Ansley T. Erickson. Making the Unequal Metropolis: School Desegregation and Its Limits. Chicago: University of Chicago Press, 2016. ix + 281 pp. Illustrations, maps, notes, and index. $40.00.

Scholars and others interested in the civil rights era will welcome these two new books on school desegregation in the South. The first is written by John E. Batchelor, a former teacher and administrator in the North Carolina public school system. Batchelor served as school superintendent in two predominantly African American districts during his long career in education. At the outset, he makes clear that he supports school integration and equal educational opportunities for all children. In addition to other benefits, Batchelor notes that diverse school settings—racially, culturally, and socioeconomically—allow children to “make informed perceptions based on individual qualities, rather than generalizations that are culturally ingrained” (p. xv).

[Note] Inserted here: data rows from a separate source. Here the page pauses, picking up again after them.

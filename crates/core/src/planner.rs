use crate::config::AppConfig;
use crate::error::SortError;
use crate::exif_reader::TimestampExtractor;
use crate::metadata::PhotoEntry;
use crate::reader::{list_photos, read_entries};
use crate::renamer::{apply_prefixes, order_rows, revert_prefixes, Mode, OrderRow, RunReport};
use crate::resolver::{prefix_width, resolve_order, Direction, MissingMetadataPolicy};
use serde::{Deserialize, Serialize};
use std::path::PathBuf;
use tracing::debug;

#[derive(Debug, Clone)]
pub struct RunOptions {
    pub directory: PathBuf,
    pub mode: Mode,
    pub direction: Direction,
    pub missing_metadata: MissingMetadataPolicy,
    pub separator: String,
    pub min_width: usize,
}

impl RunOptions {
    pub fn from_config(directory: PathBuf, config: &AppConfig) -> Self {
        Self {
            directory,
            mode: Mode::Normal,
            direction: Direction::from_desc_flag(config.descending_default),
            missing_metadata: config.missing_metadata,
            separator: config.separator.clone(),
            min_width: config.min_width,
        }
    }
}

#[derive(Debug, Clone, Serialize, Deserialize)]
pub struct OrderPlan {
    pub root: PathBuf,
    pub direction: Direction,
    pub width: usize,
    pub rows: Vec<OrderRow>,
}

#[derive(Debug)]
pub enum RunOutcome {
    Preview(OrderPlan),
    Applied(RunReport),
}

/// Lists, reads and orders the photos without touching the filesystem.
pub fn plan_order<E>(options: &RunOptions, extractor: &E) -> Result<OrderPlan, SortError>
where
    E: TimestampExtractor + ?Sized,
{
    let resolved = resolve_directory(options, extractor)?;
    Ok(OrderPlan {
        rows: order_rows(&resolved.entries, resolved.width, &options.separator),
        root: resolved.root,
        direction: options.direction,
        width: resolved.width,
    })
}

struct ResolvedDirectory {
    root: PathBuf,
    entries: Vec<PhotoEntry>,
    width: usize,
    /// Non-images, hidden files and photos dropped by the missing-metadata policy.
    skipped: usize,
}

fn resolve_directory<E>(
    options: &RunOptions,
    extractor: &E,
) -> Result<ResolvedDirectory, SortError>
where
    E: TimestampExtractor + ?Sized,
{
    let listing = list_photos(&options.directory)?;
    let entries = read_entries(&listing, extractor);
    let read = entries.len();
    let entries = resolve_order(entries, options.direction, options.missing_metadata)?;
    let width = prefix_width(entries.len(), options.min_width);

    debug!(photos = entries.len(), width, "resolved order");
    Ok(ResolvedDirectory {
        skipped: listing.skipped + (read - entries.len()),
        root: listing.root,
        entries,
        width,
    })
}

/// Runs the selected mode. Directory and policy errors abort; per-file rename
/// failures are collected in the returned report.
pub fn run<E>(options: &RunOptions, extractor: &E) -> Result<RunOutcome, SortError>
where
    E: TimestampExtractor + ?Sized,
{
    match options.mode {
        Mode::Test => plan_order(options, extractor).map(RunOutcome::Preview),
        Mode::Normal => {
            let resolved = resolve_directory(options, extractor)?;
            let mut report = apply_prefixes(&resolved.entries, resolved.width, &options.separator);
            report.skipped += resolved.skipped;
            Ok(RunOutcome::Applied(report))
        }
        Mode::Revert => {
            let listing = list_photos(&options.directory)?;
            let mut report = revert_prefixes(&listing, &options.separator);
            report.skipped += listing.skipped;
            Ok(RunOutcome::Applied(report))
        }
    }
}

#[cfg(test)]
mod tests {
    use super::{run, RunOptions, RunOutcome};
    use crate::config::AppConfig;
    use crate::error::SortError;
    use crate::renamer::Mode;
    use crate::resolver::{Direction, MissingMetadataPolicy};
    use crate::testing::FakeExtractor;
    use std::fs;
    use std::path::Path;
    use tempfile::tempdir;

    fn dir_names(dir: &Path) -> Vec<String> {
        let mut names: Vec<String> = fs::read_dir(dir)
            .expect("read dir")
            .flatten()
            .map(|e| e.file_name().to_string_lossy().to_string())
            .collect();
        names.sort();
        names
    }

    fn setup(dir: &Path) -> FakeExtractor {
        for name in ["b.jpg", "a.jpg", "c.jpg"] {
            fs::write(dir.join(name), b"x").expect("write");
        }
        FakeExtractor::new()
            .with("a.jpg", 2020, 1, 1)
            .with("b.jpg", 2020, 1, 2)
    }

    fn options(dir: &Path, mode: Mode, direction: Direction) -> RunOptions {
        let mut options = RunOptions::from_config(dir.to_path_buf(), &AppConfig::default());
        options.mode = mode;
        options.direction = direction;
        options
    }

    fn preview_names(outcome: RunOutcome) -> Vec<String> {
        match outcome {
            RunOutcome::Preview(plan) => plan.rows.into_iter().map(|r| r.target_name).collect(),
            RunOutcome::Applied(_) => panic!("expected preview"),
        }
    }

    #[test]
    fn test_mode_previews_without_mutation() {
        let temp = tempdir().expect("tempdir");
        let extractor = setup(temp.path());
        let before = dir_names(temp.path());

        let outcome = run(
            &options(temp.path(), Mode::Test, Direction::Ascending),
            &extractor,
        )
        .expect("run");
        assert_eq!(
            preview_names(outcome),
            vec!["001__a.jpg", "002__b.jpg", "003__c.jpg"]
        );
        assert_eq!(dir_names(temp.path()), before);
    }

    #[test]
    fn descending_preview_puts_missing_metadata_first() {
        let temp = tempdir().expect("tempdir");
        let extractor = setup(temp.path());

        let outcome = run(
            &options(temp.path(), Mode::Test, Direction::Descending),
            &extractor,
        )
        .expect("run");
        assert_eq!(
            preview_names(outcome),
            vec!["001__c.jpg", "002__b.jpg", "003__a.jpg"]
        );
    }

    #[test]
    fn normal_then_revert_restores_directory() {
        let temp = tempdir().expect("tempdir");
        let extractor = setup(temp.path());
        let before = dir_names(temp.path());

        let outcome = run(
            &options(temp.path(), Mode::Normal, Direction::Ascending),
            &extractor,
        )
        .expect("rename");
        assert!(matches!(outcome, RunOutcome::Applied(ref r) if r.is_success()));
        assert_eq!(
            dir_names(temp.path()),
            vec!["001__a.jpg", "002__b.jpg", "003__c.jpg"]
        );

        let outcome = run(
            &options(temp.path(), Mode::Revert, Direction::Ascending),
            &extractor,
        )
        .expect("revert");
        assert!(matches!(outcome, RunOutcome::Applied(ref r) if r.is_success()));
        assert_eq!(dir_names(temp.path()), before);
    }

    #[test]
    fn fail_policy_aborts_before_renaming() {
        let temp = tempdir().expect("tempdir");
        let extractor = setup(temp.path());
        let before = dir_names(temp.path());

        let mut opts = options(temp.path(), Mode::Normal, Direction::Ascending);
        opts.missing_metadata = MissingMetadataPolicy::Fail;
        let err = run(&opts, &extractor).expect_err("c.jpg has no metadata");
        assert!(matches!(err, SortError::MissingMetadata(name) if name == "c.jpg"));
        assert_eq!(dir_names(temp.path()), before);
    }

    #[test]
    fn missing_directory_is_fatal() {
        let temp = tempdir().expect("tempdir");
        let missing = temp.path().join("nope");
        let err = run(
            &options(&missing, Mode::Revert, Direction::Ascending),
            &FakeExtractor::new(),
        )
        .expect_err("missing dir");
        assert!(matches!(err, SortError::DirectoryNotFound(_)));
    }

    #[test]
    fn report_counts_files_that_were_not_renamed() {
        let temp = tempdir().expect("tempdir");
        let extractor = setup(temp.path());
        fs::write(temp.path().join("notes.txt"), b"x").expect("write notes");
        fs::write(temp.path().join(".hidden.jpg"), b"x").expect("write hidden");

        let mut opts = options(temp.path(), Mode::Normal, Direction::Ascending);
        opts.missing_metadata = MissingMetadataPolicy::Exclude;
        let RunOutcome::Applied(report) = run(&opts, &extractor).expect("rename") else {
            panic!("expected applied report");
        };
        assert_eq!(report.renamed.len(), 2);
        assert_eq!(report.skipped, 3);

        let opts = options(temp.path(), Mode::Revert, Direction::Ascending);
        let RunOutcome::Applied(report) = run(&opts, &extractor).expect("revert") else {
            panic!("expected applied report");
        };
        assert_eq!(report.renamed.len(), 2);
        assert_eq!(report.skipped, 3);
    }
}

Part of the “Making the Modern South” series, edited by David Goldfield, Race and Education in North Carolina examines the history of school desegregation in the Tar Heel state, focusing largely but not exclusively on the actions of state and local public officials. As Batchelor explains, his book “traces the evolution of case law and the interaction of law with policy, within constraints established by political and social history, along with the decisions, actions, and motivations of state leaders” (p. ix). Importantly, Batchelor also incorporates the views and actions of African American leaders in the state, mostly notably those associated with the National Association for the Advancement of Colored People (NAACP), the state’s preeminent black civil rights organization. The combination of black and white perspectives gives Race and Education in North Carolina a more comprehensive and inclusive feel, although the book focuses mainly on white officials and their school desegregation policies. [End Page 300]

Batchelor begins his examination with the history of education in North Carolina prior to Brown v. Board of Education, highlighting the post–Civil War state constitution and state laws requiring segregation in the public schools. Of particular importance is the conservative backlash following the successes of North Carolina Populists in the 1890s and the expansion of Jim Crow that followed. Within this system, African American educational opportunities suffered. As it was throughout the South, segregated education in North Carolina was clearly separate but not equal.

Despite the discriminatory and inequitable nature of pre-Brown North Carolina, state officials generally viewed race relations as harmonious. Batchelor writes that racial violence was less common in North Carolina than in other Southern states and that the state “enjoyed a reputation for moderation” (p. 5). In addition, he points out that, in the early 1940s, North Carolina ranked second in the region in the percentage of voting-age African Americans who were registered to vote. Other signs of moderation in North Carolina, particularly when compared to states that embraced “massive resistance” or those in the Deep South, can be found throughout the text.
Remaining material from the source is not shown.